堀江:ただ、メディアの潮目は変わっていた。ゲームでもニュースサイトでも、どんどんリッチコンテンツ化(動画や音声などを利用した情報提供の総称)し始めていました。15年くらいから、中国のニュースサイトも一気に動画化に舵を切った。つまり、これは当然と言えば当然ですが、人間はよりリッチなものを望んでいる。 これがはっきりしてきました。

 大学生で起業したので、資金はない。そんな僕らでも戦えるものって何だろう。参入障壁が低く、将来的に時価総額1000億円以上狙えるものって何だろう。それを考えたときに、「動画だろう」と。

 コンセプトは、安く作れて既存メディアを置き換えられるもの、かつ、コンテンツが資産化していくもの。言い換えれば、古くならないもの。ファッション動画は5年経って古くなったら誰も見なくなる。いろんなジャンルを試しましたが、その答えが料理でした。「食」って古くなりませんから。

 レシピサイトの「クックパッド」を動画で置き換えてやろうと。それがサービスのスタートです。

一方で、堀江さんが事業を考えていた頃はCGM(消費者生成メディア)の全盛期でもあります。大量のコンテンツを生み出すには、消費者にコンテンツを作ってもらったほうが手っ取り早い。おっしゃったクックパッドも、レシピを消費者が投稿する仕組みを採用しています。あえて、自社でプロが作る動画コンテンツにこだわった理由は?

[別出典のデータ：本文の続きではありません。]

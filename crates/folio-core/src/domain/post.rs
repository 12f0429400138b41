use chrono::{DateTime, Utc};
use serde::{Deserialize, Serialize};
use uuid::Uuid;

/// Post entity - a blog post owned by a single owner.
#[derive(Debug, Clone, PartialEq, Serialize, Deserialize)]
#[serde(rename_all = "camelCase")]
pub struct Post {
    pub id: Uuid,
    pub owner_id: Uuid,
    pub title: String,
    /// Soft reference; the category may no longer exist.
    pub category_id: Uuid,
    pub posted_by: String,
    pub posted_on: DateTime<Utc>,
    pub blog_content: String,
    pub keywords: String,
    pub description: String,
    pub image: Option<String>,
    pub created_at: DateTime<Utc>,
    pub updated_at: DateTime<Utc>,
}

/// Validated fields for a new post.
#[derive(Debug, Clone)]
pub struct NewPost {
    pub title: String,
    pub category_id: Uuid,
    pub posted_by: String,
    pub blog_content: String,
    pub keywords: String,
    pub description: String,
}

impl Post {
    /// Create a new post. `postedOn` is the creation time.
    pub fn new(owner_id: Uuid, fields: NewPost, image: Option<String>) -> Self {
        let now = Utc::now();
        Self {
            id: Uuid::new_v4(),
            owner_id,
            title: fields.title.trim().to_string(),
            category_id: fields.category_id,
            posted_by: fields.posted_by,
            posted_on: now,
            blog_content: fields.blog_content,
            keywords: fields.keywords,
            description: fields.description,
            image,
            created_at: now,
            updated_at: now,
        }
    }
}

/// A post joined with the name of its category, if it still exists.
#[derive(Debug, Clone, PartialEq, Serialize, Deserialize)]
#[serde(rename_all = "camelCase")]
pub struct PostView {
    #[serde(flatten)]
    pub post: Post,
    pub category_name: Option<String>,
}

/// Unvalidated input for post creation.
#[derive(Debug, Clone, Default)]
pub struct PostDraft {
    pub title: Option<String>,
    pub category_id: Option<Uuid>,
    pub posted_by: Option<String>,
    pub blog_content: Option<String>,
    pub keywords: Option<String>,
    pub description: Option<String>,
}

fn present(value: Option<String>) -> Option<String> {
    value.filter(|v| !v.trim().is_empty())
}

impl PostDraft {
    /// Check that every required field is present and non-blank.
    ///
    /// On failure returns the camelCase names of the missing fields.
    pub fn validate(self) -> Result<NewPost, Vec<&'static str>> {
        let title = present(self.title);
        let posted_by = present(self.posted_by);
        let blog_content = present(self.blog_content);
        let keywords = present(self.keywords);
        let description = present(self.description);

        let mut missing = Vec::new();
        if title.is_none() {
            missing.push("title");
        }
        if self.category_id.is_none() {
            missing.push("categoryId");
        }
        if posted_by.is_none() {
            missing.push("postedBy");
        }
        if blog_content.is_none() {
            missing.push("blogContent");
        }
        if keywords.is_none() {
            missing.push("keywords");
        }
        if description.is_none() {
            missing.push("description");
        }

        match (
            title,
            self.category_id,
            posted_by,
            blog_content,
            keywords,
            description,
        ) {
            (
                Some(title),
                Some(category_id),
                Some(posted_by),
                Some(blog_content),
                Some(keywords),
                Some(description),
            ) => Ok(NewPost {
                title,
                category_id,
                posted_by,
                blog_content,
                keywords,
                description,
            }),
            _ => Err(missing),
        }
    }
}

/// Partial post update. Absent or blank fields leave the stored value alone.
#[derive(Debug, Clone, Default)]
pub struct PostPatch {
    pub title: Option<String>,
    pub category_id: Option<Uuid>,
    pub posted_by: Option<String>,
    pub blog_content: Option<String>,
    pub keywords: Option<String>,
    pub description: Option<String>,
}

impl PostPatch {
    /// The trimmed title, if one was supplied and differs from `current`.
    pub fn title_change(&self, current: &str) -> Option<String> {
        self.title
            .as_deref()
            .map(str::trim)
            .filter(|t| !t.is_empty() && *t != current)
            .map(str::to_string)
    }

    /// Apply every present field except the title, which the registry checks
    /// for uniqueness first.
    pub fn apply_fields(self, post: &mut Post) {
        if let Some(category_id) = self.category_id {
            post.category_id = category_id;
        }
        if let Some(posted_by) = present(self.posted_by) {
            post.posted_by = posted_by;
        }
        if let Some(blog_content) = present(self.blog_content) {
            post.blog_content = blog_content;
        }
        if let Some(keywords) = present(self.keywords) {
            post.keywords = keywords;
        }
        if let Some(description) = present(self.description) {
            post.description = description;
        }
    }
}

堀江:クックパッドには200万レシピが掲載されています。よく投資家に「置き換えるって言うけど、全部動画にできるの?」ってよく聞かれるんですが、僕は「それは違う」と反論します。

 料理と食材で、1000通りも想像できないですよね。1000通り想像できたとしても、それぞれに10のレシピがあれば、十分、消費者は満足できるはずです。グーグルで検索して実際にクリックするのって、上位10件くらいでしょう? つまり、動画が1万本あれば十分なんです。クックパッドの200万レシピのうち、トラフィックが集まるのは上位1〜5%のコンテンツだけですよ。残り95%以上は要らない。動画化する必要なんてないんですよ。

 それから、コンテンツにとって「プロかプロじゃないか」は正直、あまり関係ないと思っています。よく取材で「なぜクラシルの動画は愛されているんですか」と聞かれますが、僕は「うちのコンテンツに競争優位性はありません」と答えています。

コンテンツではなくシステムで勝負が決まる

堀江:もちろん、コンテンツをより良くする努力はしているし、信頼が大事だということも分かっています。でも、カレーを作る動画なんて、うちが作っても競合の「TASTY(テイスティ)」が作っても品質はほとんど同じです。

 そうじゃない。適切なコンテンツを適切なタイミングで適切な場所に置く。そこで勝負が決まるんです。こういったシステムの優位性が今後のビジネスでは圧倒的に大事になってくる。うちはそこに集中しています。

 例えば、「同じカレーを作る」という意味ではコンテンツに差異はありません。ただ、「なんで今日カレーを作るの?」「なんでこの時期なの?」「なんでアプリのこの位置にこのカレーの動画を表示するの?」という視点で見ると全く違ってきます。それがシステムの優位性という意味です。

 もちろん、コンテンツという意味でも企画段階では工夫しています。例えばテイスティの動画は面白いけど実用的ではない。だって、スイカを半分に切って器にしてウオッカを入れるなんて、(多くの人には)参考にならないじゃないですか。

 日本人が知りたいのは、冷蔵庫の中に入っている食材でいかにその日の晩ご飯を作れるか、ということですから。だからうちは最初から実用的なものに絞りました。だからこそ、検索性を考えて、ある程度、本数を増やす必要がありました。

 これは8月24日に正式に発表しますが、料理動画の本数で世界一になりました。僕らは最後発です。なのに、なぜこんなことができたか。最初から適切なコンテンツをユーザーにどの程度の本数を届けなければならないか計算して、そこに向かって全力で走ったからです。自社のアプリにコンテンツを蓄積して、検索性を高める。その方向は最初からぶれていません。